WORK INSTRUCTIONS:
Count the lines in the entries below that include the word "ChangeLog". Give nothing but the number.

Stored entries:
*****

/*!
 * File Operation Tests
 * Facade file calls, change events, launching and clipboard paste
 */

use std::sync::{Arc, Mutex};
use std::time::Duration;

use pretty_assertions::assert_eq;
use serde_json::json;

use desktop_sim::api::INITIAL_FILE_PATH;
use desktop_sim::system::{ClipboardKind, Subscription};
use desktop_sim::vfs::VfsPath;
use desktop_sim::{
    ClipboardContent, ClipboardError, FsChangeKind, LatencyProfile, Severity, SystemApi,
    SystemConfig, SystemError, VfsError,
};

fn api() -> SystemApi {
    SystemApi::new(SystemConfig::instant())
}

type ChangeLog = Arc<Mutex<Vec<(String, FsChangeKind)>>>;

fn record_changes(api: &SystemApi) -> (Subscription, ChangeLog) {
    let log = Arc::new(Mutex::new(Vec::new()));
    let sink = Arc::clone(&log);
    let subscription = api.subscribe_to_file_system_changes(move |change| {
        sink.lock().unwrap().push((change.path.to_string(), change.kind));
    });
    (subscription, log)
}

#[tokio::test]
async fn test_write_list_read_delete_scenario() {
    let api = api();
    let file = "C:\\My Documents\\a.txt";

    api.write_file(file, "hello").await.unwrap();

    let listing = api.list_directory("C:\\My Documents").await.unwrap();
    let entry = listing.iter().find(|n| n.name() == "a.txt").unwrap();
    assert_eq!(entry.size(), Some(5));
    assert_eq!(api.read_file(file).await.unwrap(), "hello");

    api.delete_item(file).await.unwrap();
    assert!(matches!(
        api.read_file(file).await,
        Err(SystemError::Vfs(VfsError::NotFound(_)))
    ));
}

#[tokio::test]
async fn test_listing_paths_are_children_of_folder() {
    let api = api();
    let dir = VfsPath::parse("C:\\My Documents").unwrap();

    for node in api.list_directory(&dir).await.unwrap() {
        let child = dir.join(node.name()).unwrap();
        assert!(api.exists(&child), "{} should exist", child);
        assert_eq!(child.parent(), Some(dir.clone()));
    }
}

#[tokio::test]
async fn test_create_directory_twice_keeps_existing() {
    let api = api();
    api.write_file("C:\\WINDOWS\\TEMP\\keep.txt", "data").await.unwrap();

    assert!(matches!(
        api.create_directory("C:\\WINDOWS\\TEMP").await,
        Err(SystemError::Vfs(VfsError::AlreadyExists(_)))
    ));
    assert_eq!(api.read_file("C:\\WINDOWS\\TEMP\\keep.txt").await.unwrap(), "data");
}

#[tokio::test]
async fn test_copy_then_delete_matches_move() {
    let api = api();
    api.create_directory("C:\\src").await.unwrap();
    api.write_file("C:\\src\\a.txt", "payload").await.unwrap();

    api.copy_item("C:\\src", "C:\\copied").await.unwrap();
    api.delete_item("C:\\src\\a.txt").await.unwrap();
    api.delete_item("C:\\src").await.unwrap();

    assert_eq!(api.read_file("C:\\copied\\a.txt").await.unwrap(), "payload");
    assert!(!api.exists("C:\\src"));
}

#[tokio::test]
async fn test_mutations_publish_changes() {
    let api = api();
    let (_subscription, log) = record_changes(&api);

    api.write_file("C:\\a.txt", "1").await.unwrap();
    api.write_file("C:\\a.txt", "2").await.unwrap();
    let renamed = api.rename_item("C:\\a.txt", "b.txt").await.unwrap();
    api.create_directory("C:\\dir").await.unwrap();
    api.move_item(&renamed, "C:\\dir\\b.txt").await.unwrap();
    api.copy_item("C:\\dir\\b.txt", "C:\\c.txt").await.unwrap();
    api.delete_item("C:\\c.txt").await.unwrap();

    let expected = vec![
        ("C:\\a.txt", FsChangeKind::Created),
        ("C:\\a.txt", FsChangeKind::Modified),
        ("C:\\a.txt", FsChangeKind::Renamed),
        ("C:\\b.txt", FsChangeKind::Renamed),
        ("C:\\dir", FsChangeKind::Created),
        ("C:\\b.txt", FsChangeKind::Moved),
        ("C:\\dir\\b.txt", FsChangeKind::Moved),
        ("C:\\c.txt", FsChangeKind::Copied),
        ("C:\\c.txt", FsChangeKind::Deleted),
    ];
    let recorded = log.lock().unwrap().clone();
    let recorded: Vec<(&str, FsChangeKind)> = recorded.iter().map(|(p, k)| (p.as_str(), *k)).collect();
    assert_eq!(recorded, expected);
}

#[tokio::test(start_paused = true)]
async fn test_overlapping_writes_create_once() {
    let api = SystemApi::new(
        SystemConfig::instant().with_latency(LatencyProfile::uniform(Duration::from_millis(50))),
    );
    let (_subscription, log) = record_changes(&api);

    let (first, second) = tokio::join!(
        api.write_file("C:\\new.txt", "1"),
        api.write_file("C:\\new.txt", "2")
    );
    first.unwrap();
    second.unwrap();

    let kinds: Vec<FsChangeKind> = log.lock().unwrap().iter().map(|(_, k)| *k).collect();
    assert_eq!(kinds, vec![FsChangeKind::Created, FsChangeKind::Modified]);
    let content = api.read_file("C:\\new.txt").await.unwrap();
    assert!(content == "1" || content == "2");
}

#[tokio::test]
async fn test_failed_mutation_publishes_nothing() {
    let api = api();
    let (_subscription, log) = record_changes(&api);

    assert!(api.delete_item("C:\\My Documents").await.is_err());
    assert!(api.rename_item("C:\\missing.txt", "x.txt").await.is_err());
    assert!(log.lock().unwrap().is_empty());
}

#[tokio::test]
async fn test_execute_file_opens_associated_app() {
    let api = api();

    let id = api
        .execute_file("C:\\My Documents\\readme.txt", json!({ "readOnly": true }))
        .unwrap()
        .unwrap();

    let instance = api.windows().instance(id.as_str()).unwrap();
    assert_eq!(instance.app_id, "notepad");
    assert_eq!(
        instance.props,
        json!({ "initialFilePath": "C:\\My Documents\\readme.txt", "readOnly": true })
    );
    assert_eq!(INITIAL_FILE_PATH, "initialFilePath");

    let html = api.execute_file("C:\\My Documents\\index.html", json!(null)).unwrap().unwrap();
    assert_eq!(api.windows().instance(html.as_str()).unwrap().app_id, "browser");
}

#[tokio::test]
async fn test_execute_unknown_extension_warns() {
    let api = api();

    assert_eq!(api.execute_file("C:\\setup.exe", json!({})).unwrap(), None);
    assert!(api.open_apps().is_empty());

    let toast = api.notifications().pop().unwrap();
    assert_eq!(toast.severity, Severity::Warning);
    assert_eq!(toast.message, "No default application for .exe files.");
}

#[tokio::test]
async fn test_cut_and_paste_moves_item() {
    let api = api();
    let (_subscription, log) = record_changes(&api);

    api.copy_to_clipboard("C:\\My Documents\\readme.txt", true).await.unwrap();
    let content = api.read_clipboard().unwrap();
    assert_eq!(content.kind, ClipboardKind::File);
    assert!(content.is_cut);

    let pasted = api.paste_into("C:\\WINDOWS\\TEMP").await.unwrap();
    assert_eq!(pasted.to_string(), "C:\\WINDOWS\\TEMP\\readme.txt");
    assert!(!api.exists("C:\\My Documents\\readme.txt"));
    assert!(api.read_clipboard().is_none());
    assert_eq!(log.lock().unwrap().len(), 2);

    let toast = api.notifications().pop().unwrap();
    assert_eq!(toast.severity, Severity::Success);
    assert_eq!(toast.message, "Moved 'readme.txt' to 'C:\\WINDOWS\\TEMP'.");
}

#[tokio::test]
async fn test_copy_and_paste_folder() {
    let api = api();
    api.create_directory("C:\\WINDOWS\\TEMP\\docs").await.unwrap();

    api.copy_to_clipboard("C:\\My Documents", false).await.unwrap();
    api.paste_into("C:\\WINDOWS\\TEMP\\docs").await.unwrap();

    assert!(api.exists("C:\\My Documents\\readme.txt"));
    assert!(api.exists("C:\\WINDOWS\\TEMP\\docs\\My Documents\\readme.txt"));
}

#[tokio::test]
async fn test_paste_failures_are_reported() {
    let api = api();

    assert!(matches!(
        api.paste_into("C:\\WINDOWS").await,
        Err(SystemError::Clipboard(ClipboardError::Empty))
    ));
    assert_eq!(api.notifications().pop().unwrap().message, "Clipboard is empty.");

    api.write_clipboard(Some(ClipboardContent::text("just words")));
    assert!(matches!(
        api.paste_into("C:\\WINDOWS").await,
        Err(SystemError::Clipboard(ClipboardError::InvalidItem(_)))
    ));

    api.copy_to_clipboard("C:\\My Documents\\readme.txt", false).await.unwrap();
    api.paste_into("C:\\My Documents\\..\\WINDOWS").await.unwrap_err();
    let toast = api.notifications().pop().unwrap();
    assert_eq!(toast.severity, Severity::Error);
    assert!(toast.message.starts_with("Failed to paste item:"));
}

*****

OUTPUT FOR THIS EXERCISE:
2